Un amor y un contrato

Julianne May

Fragmento

un_amor_y_un_contrato-3

Prólogo

Contrato prenupcial

Por medio de la presente, ambas partes, Kim Faster, de nacionalidad estadounidense, y.............. (complete con el nombre de la contraparte), de nacionalidad.............. (coloque el país al que pertenece), se reúnen hoy, .............. (fecha de firma), para establecer las cláusulas de común acuerdo para mantener una relación de carácter sentimental-amorosa a largo plazo. Así, las partes se comprometen a:

1) Asegurar lealtad y fidelidad sexual por parte de ambos individuos a partir de la fecha del presente acuerdo;

2) No poseer ningún secreto que pudiera perjudicar el tipo de relación aquí detallada ni afectar la imagen pública de la otra parte;

3) Efectuar una fiesta de compromiso dentro de los diez días de firmado este acuerdo. El evento deberá contar con la presencia de las dos familias y/o seres queridos.

4) Organizar la boda y consumarla con un plazo máximo de noventa días desde la fecha del presente contrato.

En caso de que una de las partes incumpliera alguna de las cláusulas aquí mencionadas, esta deberá pagar la suma de 500000 dólares estadounidenses al afectado, con la inminente consecuencia de la separación de la pareja y el cese de este acuerdo.

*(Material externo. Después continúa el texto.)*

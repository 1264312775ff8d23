//! Error types for fusion operations.

use thiserror::Error;

/// Result type for fusion operations.
pub type FusionResult<T> = Result<T, FusionError>;

/// Errors that can occur during analysis fusion.
///
/// Every variant is a deterministic function of input shape; nothing here is
/// transient, so callers have nothing to retry. A component either returns a
/// complete result or one of these.
#[derive(Debug, Error)]
pub enum FusionError {
    #[error("Invalid input: {0}")]
    InvalidInput(String),

    #[error("Missing dependency: {0} must be supplied before synthesis")]
    MissingDependency(&'static str),
}

impl FusionError {
    /// Create an invalid-input error.
    pub fn invalid_input(message: impl Into<String>) -> Self {
        Self::InvalidInput(message.into())
    }
}
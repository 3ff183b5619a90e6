//! Console rendering and raw input parsing.
//!
//! The core stays styling-agnostic: each rendered cell resolves to a
//! symbol plus a [`CellClass`], and only this module maps classes to
//! concrete ANSI colors.

use core::fmt;

use crate::board::Coord;
use crate::config::BOARD_SIZE;
use crate::game::GameEngine;
use crate::hint::NO_SHIP_NEARBY;

const ANSI_RESET: &str = "\u{1b}[0m";

/// Visual class of a rendered cell.
#[derive(Debug, Clone, Copy, PartialEq, Eq)]
pub enum CellClass {
    /// Guessed coordinate that held a ship.
    Hit,
    /// Guessed coordinate that was empty; shows its hint character.
    Miss,
    /// Un-hit ship disclosed at end of session.
    Revealed,
    /// Nothing known about the cell.
    Plain,
}

impl CellClass {
    fn ansi(self) -> &'static str {
        match self {
            CellClass::Hit => "\u{1b}[31m",
            CellClass::Miss => "\u{1b}[32m",
            CellClass::Revealed => "\u{1b}[34m",
            CellClass::Plain => "",
        }
    }
}

/// Board snapshot ready for display. With `reveal` set, un-hit ships are
/// disclosed in their own visual class.
pub struct BoardView<'a> {
    engine: &'a GameEngine,
    reveal: bool,
}

impl<'a> BoardView<'a> {
    pub fn new(engine: &'a GameEngine, reveal: bool) -> Self {
        BoardView { engine, reveal }
    }

    fn classify(&self, coord: Coord) -> (char, CellClass) {
        let kind = self.engine.board().kind_at(coord);
        if self.engine.hits().contains(coord) {
            (kind.symbol(), CellClass::Hit)
        } else if self.engine.misses().contains(coord) {
            let hint = self.engine.hint_at(coord).unwrap_or(NO_SHIP_NEARBY);
            (hint, CellClass::Miss)
        } else if self.reveal && kind.is_ship() {
            (kind.symbol(), CellClass::Revealed)
        } else {
            (' ', CellClass::Plain)
        }
    }
}

impl fmt::Display for BoardView<'_> {
    fn fmt(&self, f: &mut fmt::Formatter<'_>) -> fmt::Result {
        write!(f, "    ")?;
        for col in 0..BOARD_SIZE {
            if col > 0 {
                write!(f, "   ")?;
            }
            write!(f, "{}", col)?;
        }
        writeln!(f)?;
        let rule: String = "-".repeat(BOARD_SIZE * 4 + 1);
        writeln!(f, "  {}", rule)?;
        for row in 0..BOARD_SIZE {
            write!(f, "{:>2}| ", row)?;
            for col in 0..BOARD_SIZE {
                let (symbol, class) = self.classify(Coord::new(row, col));
                match class.ansi() {
                    "" => write!(f, "{}", symbol)?,
                    code => write!(f, "{}{}{}", code, symbol, ANSI_RESET)?,
                }
                write!(f, " | ")?;
            }
            writeln!(f)?;
            writeln!(f, "  {}", rule)?;
        }
        Ok(())
    }
}

/// Parse a guess line into raw (row, col) integers. Missing or
/// unparsable tokens become -1 so the resolver rejects them as out of
/// bounds instead of the reader crashing.
pub fn parse_guess(line: &str) -> (i32, i32) {
    let mut nums = line
        .split_whitespace()
        .map(|token| token.parse::<i32>().unwrap_or(-1));
    let row = nums.next().unwrap_or(-1);
    let col = nums.next().unwrap_or(-1);
    (row, col)
}

/// Replay confirmation: "sim" (or "yes"), case-insensitively, continues;
/// anything else exits.
pub fn wants_replay(line: &str) -> bool {
    let answer = line.trim();
    answer.eq_ignore_ascii_case("sim") || answer.eq_ignore_ascii_case("yes")
}
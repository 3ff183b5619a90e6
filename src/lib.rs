mod board;
mod cell;
pub mod cli;
mod config;
mod game;
mod hint;
mod logging;
mod mask;
mod ui;

pub use board::*;
pub use cell::*;
pub use config::*;
pub use game::*;
pub use hint::*;
pub use logging::init_logging;
pub use mask::*;
pub use ui::*;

En caso de cualquier divergencia, las partes se someten a la jurisdicción de los Tribunales de la ciudad de Nueva York.

Se entrega una copia a cada firmante.

Firma:

Aclaración:

Firma:

Aclaración:

Mi nombre es Kim. Kim Faster[1]... Sí, lo sé, no es el más común de los apellidos ni el más conveniente para una mujer, pero no es mi culpa y, aunque suene extraño, tampoco de mi padre, Phill. OK... En realidad, tuvo parte de culpa. Primero, porque fue mi padre y, segundo, porque ha sido el hombre más bueno (ya rozando lo ingenuo) que conocí en todo el maldito mundo.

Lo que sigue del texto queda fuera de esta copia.